An approach based on genetic algorithms and DFT for studying clusters: (H2O)n (2 ⩽ n ⩽ 13) cluster analysis

The present work proposes the application of a genetic algorithm (GA) for determining global minima to be used as seeds for a higher level ab initio method analysis such as density function theory (DFT). Water clusters ((H2O)n (2 ⩽ n ⩽ 13)) are used as a test case and for the initial guesses four empirical potentials (TIP3P, TIP4P, TIP5P and ST2) were considered for the GA calculations. Two types of analysis were performed namely rigid (DFT_RM) and non rigid (DFT_NRM) molecules for the corresponding structures and energies.

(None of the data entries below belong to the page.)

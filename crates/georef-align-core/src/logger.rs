//! stderr logging for the alignment service.
//!
//! Lines look like `  12.345 WARN  pipeline: message`: seconds since the
//! logger was installed, the level, and the last path segment of the
//! emitting module. Continuation lines of multi-line messages (solver
//! reports) are indented under the message column.

use std::fmt::Arguments;
use std::io::Write;
use std::sync::OnceLock;
use std::time::Instant;

use log::{Level, LevelFilter, Log, Metadata, Record};

#[cfg(feature = "tracing")]
use tracing_subscriber::fmt::format::FmtSpan;
#[cfg(feature = "tracing")]
use tracing_subscriber::prelude::*;
#[cfg(feature = "tracing")]
use tracing_subscriber::{fmt, EnvFilter};

/// Filter used by [`init_tracing`] when `RUST_LOG` is unset.
#[cfg(feature = "tracing")]
pub const DEFAULT_TRACING_FILTER: &str = "warn,georef_align=info,georef_align_core=info";

struct AlignmentLogger {
    level: LevelFilter,
    started: Instant,
}

fn module_name(target: &str) -> &str {
    target.rsplit("::").next().unwrap_or(target)
}

fn format_line(elapsed: f64, level: Level, target: &str, args: &Arguments<'_>) -> String {
    let prefix = format!("{elapsed:8.3} {level:<5} {}: ", module_name(target));
    let indent = " ".repeat(prefix.len());
    let body = args.to_string();
    let mut line = prefix;
    for (i, part) in body.lines().enumerate() {
        if i > 0 {
            line.push('\n');
            line.push_str(&indent);
        }
        line.push_str(part);
    }
    line.push('\n');
    line
}

impl Log for AlignmentLogger {
    fn enabled(&self, metadata: &Metadata) -> bool {
        metadata.level() <= self.level
    }

    fn log(&self, record: &Record) {
        if !self.enabled(record.metadata()) {
            return;
        }
        let line = format_line(
            self.started.elapsed().as_secs_f64(),
            record.level(),
            record.target(),
            record.args(),
        );
        // One write per record so concurrent solves don't interleave.
        let _ = std::io::stderr().lock().write_all(line.as_bytes());
    }

    fn flush(&self) {
        let _ = std::io::stderr().flush();
    }
}

static LOGGER: OnceLock<AlignmentLogger> = OnceLock::new();

/// Install the stderr logger at `level`. Later calls are ignored.
pub fn init_with_level(level: LevelFilter) -> Result<(), log::SetLoggerError> {
    if LOGGER.get().is_none() {
        let logger = LOGGER.get_or_init(|| AlignmentLogger {
            level,
            started: Instant::now(),
        });
        log::set_logger(logger)?;
        log::set_max_level(level);
    }
    Ok(())
}

/// Install a `tracing` subscriber writing to stderr.
///
/// `RUST_LOG` overrides [`DEFAULT_TRACING_FILTER`]. `json = true` selects
/// flattened JSON lines for log shippers; otherwise text with an uptime
/// timer. Closing `solve` spans report how long each solve held the
/// estimator. A subscriber that is already installed is kept.
#[cfg(feature = "tracing")]
pub fn init_tracing(json: bool) {
    let filter = EnvFilter::try_from_default_env()
        .unwrap_or_else(|_| EnvFilter::new(DEFAULT_TRACING_FILTER));
    let json_layer = json.then(|| {
        fmt::layer()
            .json()
            .flatten_event(true)
            .with_span_events(FmtSpan::CLOSE)
            .with_writer(std::io::stderr)
    });
    let text_layer = (!json).then(|| {
        fmt::layer()
            .with_timer(fmt::time::Uptime::default())
            .with_span_events(FmtSpan::CLOSE)
            .with_writer(std::io::stderr)
    });
    let _ = tracing_subscriber::registry()
        .with(filter)
        .with(json_layer)
        .with(text_layer)
        .try_init();
}

#[cfg(test)]
mod tests {
    use super::*;

    #[test]
    fn repeated_init_is_a_no_op() {
        init_with_level(LevelFilter::Warn).expect("first init");
        init_with_level(LevelFilter::Debug).expect("second init is ignored");
        log::warn!("logger installed");
    }

    #[test]
    fn line_names_the_emitting_module() {
        let line = format_line(
            1.5,
            Level::Warn,
            "georef_align::estimator::pipeline",
            &format_args!("solve did not converge"),
        );
        assert_eq!(line, "   1.500 WARN  pipeline: solve did not converge\n");
    }

    #[test]
    fn report_lines_are_indented_under_the_message() {
        let line = format_line(
            0.0,
            Level::Info,
            "solver",
            &format_args!("summary\niterations: 3"),
        );
        let mut lines = line.lines();
        let first = lines.next().unwrap();
        let second = lines.next().unwrap();
        let column = first.find("summary").unwrap();
        assert_eq!(&second[..column], " ".repeat(column));
        assert_eq!(&second[column..], "iterations: 3");
        assert!(lines.next().is_none());
    }
}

For the DFT analysis, the PBE exchange correlation functional and the large basis set A-PVTZ have been used. All structures and their respective energies calculated through the GA method, DFT_RM and DFT_NRM are compared and discussed. The proposed methodology showed to be very efficient in order to have quasi accurate global minima on the level of ab initio calculations and the data are discussed in the light of previously published results with particular attention to ((H2O)n (2 ⩽ n ⩽ 13)) clusters. The results suggest that the stabilization energy error for the empirical potentials used are additive with respect to the cluster size, roughly 0.5 kcal mol−1 per water molecule after ZPE correction. Finally, the approach of using GA/empirical potential structures as starting point for ab initio optimization methods showed to be a computationally manageable strategy to explore the potential energy surface of large systems at quantum level. In conclusion, this work proposes an alternative approach to accurately study properties of larger systems in a very efficient manner.